The current revelations of Trump administration efforts to transfer sensitive nuclear material to Saudi Arabia bring into focus the grim implications of the pull-out from the Iran nuclear deal. Iranian Foreign Minister Mohammad Javad Zarif takes the opportunity to tweet about "US hypocrisy," while the Jerusalem Center for Public Affairs, an Israeli security think-tank, gleefully quotes a recent comment by Ahmad Khatami, a senior member of Iran's Assembly of Experts, that Tehran possess the "formula" to build a nuclear bomb, although he added that there "no intention of using a weapon of mass destruction." (Emphasis ours) The outrage was revealed when the House of Representatives Committee on Oversight and Reform issued a report yesterday, after receiving whistleblower complaints of "efforts inside the White House to rush the transfer of highly sensitive US nuclear technology to Saudi Arabia in potential violation of the Atomic Energy Act (AEA) and without review by Congress as required by law—efforts that may be ongoing to this day." The report reveals the key figure pushing for the transfers as Trump's hard-right ex-National Security Advisor Mike Flynn, who now awaits sentencing on charges of lying to the FBI.
As in the Venezuela crisis, Donald Trump, the great enthusiast for dictators, is making a cynical pretense of concern for democracy in Iran.
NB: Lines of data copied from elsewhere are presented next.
//! Geographic positions and great-circle distance.

use serde::{Deserialize, Serialize};

/// Mean earth radius in kilometers.
pub const EARTH_RADIUS_KM: f64 = 6371.0;

/// Longitude, latitude in degrees. Serialized as `[lon, lat]` (GeoJSON order).
#[derive(Debug, Clone, Copy, Default, PartialEq, Serialize, Deserialize)]
pub struct LonLat(pub f64, pub f64);

impl LonLat {
    pub fn lon(&self) -> f64 {
        self.0
    }

    pub fn lat(&self) -> f64 {
        self.1
    }
}

/// Haversine distance between two positions in kilometers.
pub fn distance_km(a: LonLat, b: LonLat) -> f64 {
    let lat1 = a.lat().to_radians();
    let lat2 = b.lat().to_radians();
    let delta_lat = (b.lat() - a.lat()).to_radians();
    let delta_lon = (b.lon() - a.lon()).to_radians();

    let h = (delta_lat / 2.0).sin().powi(2)
        + lat1.cos() * lat2.cos() * (delta_lon / 2.0).sin().powi(2);
    2.0 * EARTH_RADIUS_KM * h.sqrt().min(1.0).asin()
}
//! fchd: NDN find-closest-hub daemon.
//!
//! Keeps the router directory fresh, probes every router on a fixed
//! interval, and answers "which routers are closest to me" over HTTP.

use std::sync::Arc;
use std::time::Duration;

use anyhow::{Context, Result};

use fch_api::ApiState;
use fch_core::config::{FchConfig, RoutersConfig};
use fch_core::TransportType;
use fch_services::{
    AvailabilityRefresher, AvailabilityStore, DirectoryRefresher, JsonFileSource, ProbeDispatcher,
    RefreshSettings, RouterDirectory, RouterSource, StaticSource, TestbedSource,
};

/// Lower bound for the directory refresh interval.
const MIN_DIRECTORY_REFRESH: Duration = Duration::from_secs(60);

fn build_sources(config: &RoutersConfig) -> Result<Vec<Arc<dyn RouterSource>>> {
    let mut sources: Vec<Arc<dyn RouterSource>> = Vec::new();

    if !config.testbed_uri.is_empty() {
        let cache = Some(config.testbed_cache.clone()).filter(|p| !p.as_os_str().is_empty());
        sources.push(Arc::new(TestbedSource::new(&config.testbed_uri, cache)?));
    }
    if config.builtin {
        sources.push(Arc::new(StaticSource::builtin()));
    }
    if !config.topology_file.as_os_str().is_empty() {
        sources.push(Arc::new(JsonFileSource::new(&config.topology_file)));
    }

    Ok(sources)
}

#[tokio::main]
async fn main() -> Result<()> {
    tracing_subscriber::fmt()
        .with_env_filter(tracing_subscriber::EnvFilter::from_default_env())
        .init();

    // Load config
    if let Err(e) = FchConfig::write_default_if_missing() {
        tracing::warn!(error = %e, "failed to write default config");
    }
    let config = FchConfig::load().unwrap_or_else(|e| {
        tracing::warn!(error = %e, "failed to load config, using defaults");
        FchConfig::default()
    });
    tracing::info!(
        listen = %config.network.listen,
        port = config.network.api_port,
        interval_secs = config.refresh.interval().as_secs(),
        "fchd starting"
    );

    // ── Router directory ─────────────────────────────────────────────────────

    let sources = build_sources(&config.routers)?;
    if sources.is_empty() {
        tracing::warn!("no router sources configured");
    }
    let directory = RouterDirectory::new(sources);
    tracing::info!(routers = directory.len(), "router directory ready");

    // ── Probe services ───────────────────────────────────────────────────────

    let probe = ProbeDispatcher::from_config(&config.probe).context("invalid probe service URI")?;
    for transport in TransportType::ALL {
        if !probe.handles(transport) {
            tracing::warn!(%transport, "no probe service configured, probes will fail");
        }
    }

    let store = AvailabilityStore::new();
    let refresher = AvailabilityRefresher::new(
        Arc::new(directory.clone()),
        Arc::new(probe),
        store.clone(),
        RefreshSettings::from(&config.refresh),
    );

    // ── Shutdown channel ─────────────────────────────────────────────────────
    let (shutdown_tx, _) = tokio::sync::broadcast::channel::<()>(1);

    {
        let shutdown = shutdown_tx.clone();
        tokio::spawn(async move {
            tokio::signal::ctrl_c().await.ok();
            tracing::info!("shutdown signal received");
            let _ = shutdown.send(());
        });
    }

    // ── Spawn tasks ──────────────────────────────────────────────────────────

    let directory_task = tokio::spawn(
        DirectoryRefresher::new(
            directory.clone(),
            Duration::from_secs(config.routers.testbed_refresh_secs).max(MIN_DIRECTORY_REFRESH),
            shutdown_tx.subscribe(),
        )
        .run(),
    );

    let refresher_task = tokio::spawn(refresher.run(shutdown_tx.subscribe()));

    let api_task = {
        let state = ApiState {
            store,
            directory: Arc::new(directory),
        };
        let listen = config.network.listen.clone();
        let port = config.network.api_port;
        tokio::spawn(async move {
            if let Err(e) = fch_api::serve(state, &listen, port).await {
                tracing::error!(error = %e, "API server failed");
            }
        })
    };

    // ── Wait for exit ────────────────────────────────────────────────────────

    let mut shutdown_rx = shutdown_tx.subscribe();

    tokio::select! {
        _ = shutdown_rx.recv()  => tracing::info!("shutting down"),
        r = directory_task      => tracing::error!("directory refresher exited: {:?}", r),
        r = refresher_task      => tracing::error!("availability refresher exited: {:?}", r),
        r = api_task            => tracing::error!("API task exited: {:?}", r),
    }

    Ok(())
}
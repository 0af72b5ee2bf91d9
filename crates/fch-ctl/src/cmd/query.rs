//! `query` command: ask fchd for the closest routers.

use anyhow::{Context, Result, bail};
use serde::Deserialize;

use super::http::{base_url, get_json, get_text};

#[derive(Deserialize)]
struct QueryResponse {
    updated: i64,
    routers: Vec<QueryRouter>,
}

#[derive(Deserialize)]
struct QueryRouter {
    transport: String,
    connect: String,
    #[serde(default)]
    prefix: String,
}

#[derive(Debug, Default, PartialEq)]
struct QueryArgs {
    caps: Vec<String>,
    counts: Vec<String>,
    lon: Option<String>,
    lat: Option<String>,
    network: Option<String>,
    no_ipv4: bool,
    no_ipv6: bool,
    json: bool,
}

fn parse_args(args: &[&str]) -> Result<QueryArgs> {
    let mut parsed = QueryArgs::default();
    let mut it = args.iter();
    while let Some(arg) = it.next() {
        let mut value = |name: &str| -> Result<String> {
            it.next()
                .map(|v| v.to_string())
                .with_context(|| format!("{} requires a value", name))
        };
        match *arg {
            "--cap" => parsed.caps.push(value("--cap")?),
            "--k" => parsed.counts.push(value("--k")?),
            "--lon" => parsed.lon = Some(value("--lon")?),
            "--lat" => parsed.lat = Some(value("--lat")?),
            "--network" => parsed.network = Some(value("--network")?),
            "--no-ipv4" => parsed.no_ipv4 = true,
            "--no-ipv6" => parsed.no_ipv6 = true,
            "--json" => parsed.json = true,
            other => bail!("unknown query option: {}", other),
        }
    }
    Ok(parsed)
}

fn query_string(args: &QueryArgs) -> String {
    let mut qs = url::form_urlencoded::Serializer::new(String::new());
    for cap in &args.caps {
        qs.append_pair("cap", cap);
    }
    for k in &args.counts {
        qs.append_pair("k", k);
    }
    if let Some(lon) = &args.lon {
        qs.append_pair("lon", lon);
    }
    if let Some(lat) = &args.lat {
        qs.append_pair("lat", lat);
    }
    if let Some(network) = &args.network {
        qs.append_pair("network", network);
    }
    if args.no_ipv4 {
        qs.append_pair("ipv4", "0");
    }
    if args.no_ipv6 {
        qs.append_pair("ipv6", "0");
    }
    qs.finish()
}

pub async fn cmd_query(port: u16, args: &[&str]) -> Result<()> {
    let args = parse_args(args)?;
    let url = format!("{}/?{}", base_url(port), query_string(&args));

    if !args.json {
        print!("{}", get_text(&url).await?);
        return Ok(());
    }

    let resp: QueryResponse = get_json(&url).await?;
    if resp.routers.is_empty() {
        println!("No matching routers.");
        return Ok(());
    }

    println!("Updated: {} ms since epoch", resp.updated);
    for r in &resp.routers {
        println!("  {:<6} {:<45} {}", r.transport, r.connect, r.prefix);
    }
    Ok(())
}
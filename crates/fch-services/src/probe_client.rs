//! HTTP client for the external health probe services.
//!
//! UDP and WebSocket probes go to one service, HTTP/3 probes to another.
//! Both accept a JSON `ProbeRequest` at `<base>/probe` and answer with a
//! JSON `ProbeResponse`.

use std::collections::HashMap;
use std::sync::Arc;
use std::time::Duration;

use anyhow::{bail, Context, Result};
use url::Url;

use fch_core::config::ProbeConfig;
use fch_core::TransportType;

use crate::probe::{ProbeRequest, ProbeResponse, ProbeService};

/// Probe service reached over HTTP.
pub struct HttpProbeClient {
    http: reqwest::Client,
    endpoint: Url,
}

impl HttpProbeClient {
    pub fn new(base: &str, timeout: Duration) -> Result<Self> {
        let http = reqwest::Client::builder()
            .timeout(timeout)
            .build()
            .context("failed to build HTTP client")?;
        Self::new_with_client(base, http)
    }

    pub fn new_with_client(base: &str, http: reqwest::Client) -> Result<Self> {
        let endpoint = probe_endpoint(base)?;
        Ok(Self { http, endpoint })
    }

    pub fn endpoint(&self) -> &Url {
        &self.endpoint
    }
}

/// `<base>/probe`, keeping any path the base already has.
fn probe_endpoint(base: &str) -> Result<Url> {
    let mut url = Url::parse(base).with_context(|| format!("invalid probe URI: {}", base))?;
    url.path_segments_mut()
        .map_err(|_| anyhow::anyhow!("probe URI cannot be a base: {}", base))?
        .pop_if_empty()
        .push("probe");
    Ok(url)
}

#[async_trait::async_trait]
impl ProbeService for HttpProbeClient {
    async fn probe(&self, request: &ProbeRequest) -> Result<ProbeResponse> {
        let response = self
            .http
            .post(self.endpoint.clone())
            .json(request)
            .send()
            .await
            .with_context(|| format!("probe request to {} failed", self.endpoint))?;

        let status = response.status();
        if !status.is_success() {
            bail!("probe service returned {}", status);
        }

        let res: ProbeResponse = response
            .json()
            .await
            .context("invalid probe response")?;

        tracing::trace!(
            router = %request.router,
            transport = %request.transport_ip_family(),
            connected = res.connected,
            "probe response"
        );
        Ok(res)
    }
}

/// Routes each request to the service responsible for its transport.
#[derive(Default)]
pub struct ProbeDispatcher {
    services: HashMap<TransportType, Arc<dyn ProbeService>>,
}

impl ProbeDispatcher {
    pub fn new() -> Self {
        Self::default()
    }

    pub fn with_service(mut self, transport: TransportType, service: Arc<dyn ProbeService>) -> Self {
        self.services.insert(transport, service);
        self
    }

    /// Build from config. Transports whose service URI is empty are left
    /// unrouted and their probes fail.
    pub fn from_config(config: &ProbeConfig) -> Result<Self> {
        let timeout = Duration::from_secs(config.timeout_secs);
        let mut dispatcher = Self::new();

        if !config.udp_wss_uri.is_empty() {
            let client: Arc<dyn ProbeService> =
                Arc::new(HttpProbeClient::new(&config.udp_wss_uri, timeout)?);
            dispatcher = dispatcher
                .with_service(TransportType::Udp, client.clone())
                .with_service(TransportType::WebSocket, client);
        }
        if !config.http3_uri.is_empty() {
            let client = Arc::new(HttpProbeClient::new(&config.http3_uri, timeout)?);
            dispatcher = dispatcher.with_service(TransportType::Http3, client);
        }
        Ok(dispatcher)
    }

    pub fn handles(&self, transport: TransportType) -> bool {
        self.services.contains_key(&transport)
    }
}

#[async_trait::async_trait]
impl ProbeService for ProbeDispatcher {
    async fn probe(&self, request: &ProbeRequest) -> Result<ProbeResponse> {
        match self.services.get(&request.transport) {
            Some(service) => service.probe(request).await,
            None => bail!("no probe service for {}", request.transport),
        }
    }
}
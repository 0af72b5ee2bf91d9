//! /routers.json, /routerlist.json, /robots.txt handlers.

use axum::extract::State;
use axum::response::{IntoResponse, Response};
use axum::Json;

use fch_core::Router;

use super::{last_modified, unavailable, ApiState};

/// The published snapshot as-is, for monitoring.
pub async fn handle_routers(State(state): State<ApiState>) -> Response {
    match state.store.current() {
        Some(snapshot) => (
            [last_modified(&snapshot)],
            Json(snapshot.routers.clone()),
        )
            .into_response(),
        None => unavailable(),
    }
}

/// The directory's current routers, probed or not.
pub async fn handle_router_list(State(state): State<ApiState>) -> Json<Vec<Router>> {
    Json(state.directory.list())
}

pub async fn handle_robots() -> &'static str {
    "User-Agent: *\nDisallow: /\n"
}
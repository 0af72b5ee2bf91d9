//! HTTP API handlers: router queries and raw availability state.

pub mod query;
pub mod routers;

use std::sync::Arc;

use axum::http::header::{LAST_MODIFIED, RETRY_AFTER};
use axum::http::{HeaderName, HeaderValue, StatusCode};
use axum::response::{IntoResponse, Response};

use fch_core::AvailabilitySnapshot;
use fch_services::{AvailabilityStore, RouterList};

/// Seconds a client should wait before retrying while nothing is published.
pub const RETRY_AFTER_SECS: u32 = 60;

#[derive(Clone)]
pub struct ApiState {
    /// Published availability snapshots.
    pub store: AvailabilityStore,
    /// Current router population, before probing.
    pub directory: Arc<dyn RouterList>,
}

/// 503 with `Retry-After`, served until the first usable snapshot exists.
pub(crate) fn unavailable() -> Response {
    (
        StatusCode::SERVICE_UNAVAILABLE,
        [(RETRY_AFTER, HeaderValue::from(RETRY_AFTER_SECS))],
    )
        .into_response()
}

pub(crate) fn last_modified(snapshot: &AvailabilitySnapshot) -> (HeaderName, HeaderValue) {
    let value = HeaderValue::from_str(&snapshot.http_date())
        .unwrap_or_else(|_| HeaderValue::from_static("Thu, 01 Jan 1970 00:00:00 GMT"));
    (LAST_MODIFIED, value)
}
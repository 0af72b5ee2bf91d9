//! Router directory: aggregates router sources into one list.
//!
//! Each source keeps its own last good list. A failed refresh leaves that
//! list in place, so a flaky testbed endpoint never empties the directory.

use std::collections::HashSet;
use std::sync::Arc;
use std::time::Duration;

use anyhow::Result;
use dashmap::DashMap;
use rand::Rng;
use tokio::sync::broadcast;

use fch_core::Router;

/// Anything that can hand out the current router population.
pub trait RouterList: Send + Sync {
    /// A copy of the current routers. IDs are unique.
    fn list(&self) -> Vec<Router>;
}

impl RouterList for Vec<Router> {
    fn list(&self) -> Vec<Router> {
        self.clone()
    }
}

/// A provider of router descriptors.
#[async_trait::async_trait]
pub trait RouterSource: Send + Sync {
    fn name(&self) -> &str;

    /// Routers usable before the first fetch completes, e.g. from a cache.
    fn initial(&self) -> Option<Vec<Router>> {
        None
    }

    async fn fetch(&self) -> Result<Vec<Router>>;
}

#[derive(Debug, thiserror::Error)]
pub enum DirectoryError {
    #[error("router sources failed: {}", .0.join(", "))]
    SourcesFailed(Vec<String>),
}

/// Router directory, shared between the refresher and the API.
#[derive(Clone)]
pub struct RouterDirectory {
    sources: Arc<Vec<Arc<dyn RouterSource>>>,
    /// Last good list per source index.
    lists: Arc<DashMap<usize, Vec<Router>>>,
}

impl RouterDirectory {
    pub fn new(sources: Vec<Arc<dyn RouterSource>>) -> Self {
        let lists = DashMap::new();
        for (i, source) in sources.iter().enumerate() {
            if let Some(routers) = source.initial() {
                tracing::debug!(source = source.name(), count = routers.len(), "initial routers");
                lists.insert(i, routers);
            }
        }
        Self {
            sources: Arc::new(sources),
            lists: Arc::new(lists),
        }
    }

    /// Fetch every source once. Sources that fail keep their previous list.
    pub async fn refresh_once(&self) -> Result<usize, DirectoryError> {
        let mut failed = Vec::new();
        for (i, source) in self.sources.iter().enumerate() {
            match source.fetch().await {
                Ok(routers) => {
                    tracing::debug!(source = source.name(), count = routers.len(), "routers fetched");
                    self.lists.insert(i, routers);
                }
                Err(e) => {
                    tracing::warn!(source = source.name(), error = %e, "router source refresh failed");
                    failed.push(source.name().to_string());
                }
            }
        }
        if failed.is_empty() {
            Ok(self.len())
        } else {
            Err(DirectoryError::SourcesFailed(failed))
        }
    }

    /// Number of distinct router IDs across all sources.
    pub fn len(&self) -> usize {
        let mut ids = HashSet::new();
        for entry in self.lists.iter() {
            ids.extend(entry.value().iter().map(|r| r.id.clone()));
        }
        ids.len()
    }

    pub fn is_empty(&self) -> bool {
        self.lists.iter().all(|entry| entry.value().is_empty())
    }
}

impl RouterList for RouterDirectory {
    /// Routers in source order. A duplicate ID keeps the first occurrence.
    fn list(&self) -> Vec<Router> {
        let mut seen = HashSet::new();
        let mut routers = Vec::new();
        for i in 0..self.sources.len() {
            let Some(list) = self.lists.get(&i) else {
                continue;
            };
            for router in list.value() {
                if seen.insert(router.id.clone()) {
                    routers.push(router.clone());
                } else {
                    tracing::debug!(id = %router.id, "duplicate router ID skipped");
                }
            }
        }
        routers
    }
}

/// Periodic directory refresh.
pub struct DirectoryRefresher {
    directory: RouterDirectory,
    interval: Duration,
    shutdown: broadcast::Receiver<()>,
}

impl DirectoryRefresher {
    pub fn new(
        directory: RouterDirectory,
        interval: Duration,
        shutdown: broadcast::Receiver<()>,
    ) -> Self {
        Self {
            directory,
            interval,
            shutdown,
        }
    }

    /// Refresh now, then every interval plus up to 10% jitter.
    pub async fn run(mut self) -> anyhow::Result<()> {
        loop {
            match self.directory.refresh_once().await {
                Ok(count) => tracing::info!(count, "router directory refreshed"),
                Err(e) => tracing::warn!(error = %e, "router directory partially refreshed"),
            }

            let jitter = self.interval.mul_f64(rand::thread_rng().gen_range(0.0..0.1));
            tokio::select! {
                _ = self.shutdown.recv() => {
                    tracing::info!("router directory refresher shutting down");
                    return Ok(());
                }

                _ = tokio::time::sleep(self.interval + jitter) => {}
            }
        }
    }
}

#[cfg(test)]
mod tests {
    use super::*;
    use std::sync::atomic::{AtomicBool, Ordering};

    fn router(id: &str) -> Router {
        Router {
            id: id.into(),
            host: format!("{}.example.net", id),
            ipv4: true,
            udp_port: 6363,
            ..Router::default()
        }
    }

    struct Flaky {
        fail: AtomicBool,
        routers: Vec<Router>,
    }

    #[async_trait::async_trait]
    impl RouterSource for Flaky {
        fn name(&self) -> &str {
            "flaky"
        }

        async fn fetch(&self) -> Result<Vec<Router>> {
            if self.fail.load(Ordering::SeqCst) {
                anyhow::bail!("endpoint down");
            }
            Ok(self.routers.clone())
        }
    }

    #[tokio::test]
    async fn failed_source_keeps_previous_list() {
        let flaky = Arc::new(Flaky {
            fail: AtomicBool::new(false),
            routers: vec![router("a"), router("b")],
        });
        let directory = RouterDirectory::new(vec![flaky.clone() as Arc<dyn RouterSource>]);
        assert!(directory.is_empty());

        assert_eq!(directory.refresh_once().await.unwrap(), 2);

        flaky.fail.store(true, Ordering::SeqCst);
        let err = directory.refresh_once().await.unwrap_err();
        assert!(err.to_string().contains("flaky"));
        assert_eq!(directory.len(), 2);
    }

    #[tokio::test]
    async fn sources_are_concatenated_in_order_without_duplicates() {
        let first: Arc<dyn RouterSource> = Arc::new(crate::sources::StaticSource::new(
            "first",
            vec![router("a"), router("b")],
        ));
        let second: Arc<dyn RouterSource> = Arc::new(crate::sources::StaticSource::new(
            "second",
            vec![router("b"), router("c")],
        ));
        let directory = RouterDirectory::new(vec![first, second]);

        let ids: Vec<String> = directory.list().into_iter().map(|r| r.id).collect();
        assert_eq!(ids, ["a", "b", "c"]);
        assert_eq!(directory.len(), 3);
        assert!(!directory.is_empty());
    }

    #[tokio::test]
    async fn refresher_stops_on_shutdown() {
        let directory = RouterDirectory::new(Vec::new());
        let (tx, rx) = broadcast::channel(1);
        let task = tokio::spawn(
            DirectoryRefresher::new(directory, Duration::from_secs(3600), rx).run(),
        );
        tokio::time::sleep(Duration::from_millis(20)).await;
        tx.send(()).unwrap();
        task.await.unwrap().unwrap();
    }
}
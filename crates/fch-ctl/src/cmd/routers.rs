//! `routers` and `directory` commands.

use anyhow::Result;
use serde::Deserialize;

use super::http::{base_url, get_json};

#[derive(Deserialize)]
struct RouterInfo {
    id: String,
    position: [f64; 2],
    #[serde(default)]
    prefix: String,
    host: String,
    #[serde(default)]
    ipv4: bool,
    #[serde(default)]
    ipv6: bool,
    #[serde(default, rename = "udp-port")]
    udp_port: u16,
    #[serde(default, rename = "wss-port")]
    wss_port: u16,
    #[serde(default, rename = "http3-port")]
    http3_port: u16,
}

#[derive(Deserialize)]
struct AvailInfo {
    #[serde(flatten)]
    router: RouterInfo,
    available: Vec<String>,
}

fn families(r: &RouterInfo) -> &'static str {
    match (r.ipv4, r.ipv6) {
        (true, true) => "v4+v6",
        (true, false) => "v4",
        (false, true) => "v6",
        (false, false) => "-",
    }
}

pub async fn cmd_routers(port: u16) -> Result<()> {
    let routers: Vec<AvailInfo> = get_json(&format!("{}/routers.json", base_url(port))).await?;

    let up = routers.iter().filter(|r| !r.available.is_empty()).count();
    println!("═══════════════════════════════════════");
    println!("  Router Availability ({}/{} up)", up, routers.len());
    println!("═══════════════════════════════════════");

    for r in &routers {
        let available = if r.available.is_empty() {
            "unavailable".to_string()
        } else {
            r.available.join(", ")
        };
        println!("  {:<28} {}", r.router.id, available);
    }
    Ok(())
}

pub async fn cmd_directory(port: u16) -> Result<()> {
    let routers: Vec<RouterInfo> =
        get_json(&format!("{}/routerlist.json", base_url(port))).await?;

    if routers.is_empty() {
        println!("No routers known.");
        return Ok(());
    }

    println!("═══════════════════════════════════════");
    println!("  Known Routers ({})", routers.len());
    println!("═══════════════════════════════════════");

    for r in &routers {
        println!("  ┌─ {}", r.id);
        println!("  │  host     : {} ({})", r.host, families(r));
        println!("  │  prefix   : {}", r.prefix);
        println!("  │  position : {:.4}, {:.4}", r.position[0], r.position[1]);
        println!(
            "  └─ ports    : udp {} / wss {} / http3 {}",
            r.udp_port, r.wss_port, r.http3_port
        );
    }
    Ok(())
}
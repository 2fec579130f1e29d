//! Builder for creating and configuring Drafter instances.

use super::{Drafter, UpdateStyle};

/// Builder for creating and configuring [`Drafter`] instances.
#[derive(Debug, Clone, Default)]
pub struct DrafterBuilder {
    style: UpdateStyle,
}

impl DrafterBuilder {
    /// Creates a new builder with default settings (delta updates).
    pub fn new() -> Self {
        Self::default()
    }

    /// Sets the update delivery style.
    pub fn with_update_style(mut self, style: UpdateStyle) -> Self {
        self.style = style;
        self
    }

    /// Builds the configured drafter instance.
    pub fn build(self) -> Drafter {
        Drafter::new(self.style)
    }
}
Fortunately, his latest bit of exploitation of the Iranian protesters has blown up in his face. Noting the anniversary of the 1979 revolution, he issued a tweet yesterday featuring a meme with an image of a student protester from the 2017 anti-austerity uprising and the words: "40 years of corruption. 40 years of repression. 40 years of terror. The regime in Iran has produced only #40YearsofFailure. The long-suffering Iranian people deserve a much brighter future." He also tweeted the same message in the Persian language. Today, the courageous photographer who snapped the image at the University of Tehran in December 2017, Yalda Moayeri, comes forward to express her outrage at its co-optation by Trump, telling the New York Times: "I felt cheated and abused, it causes me great sorrow to see the man who is inflicting so much pain upon me and my compatriots to use my image for his own agenda. I did not take this risk to have someone using it to pressure us Iranians even further." She added: "His sanctions are devastating our lives. Our money became worthless. People are becoming poor. Because of his travel ban, many Iranians cannot visit their family members in the United States. My father lives there and I can’t go either. I just don't want to be any part of his agenda against Iran."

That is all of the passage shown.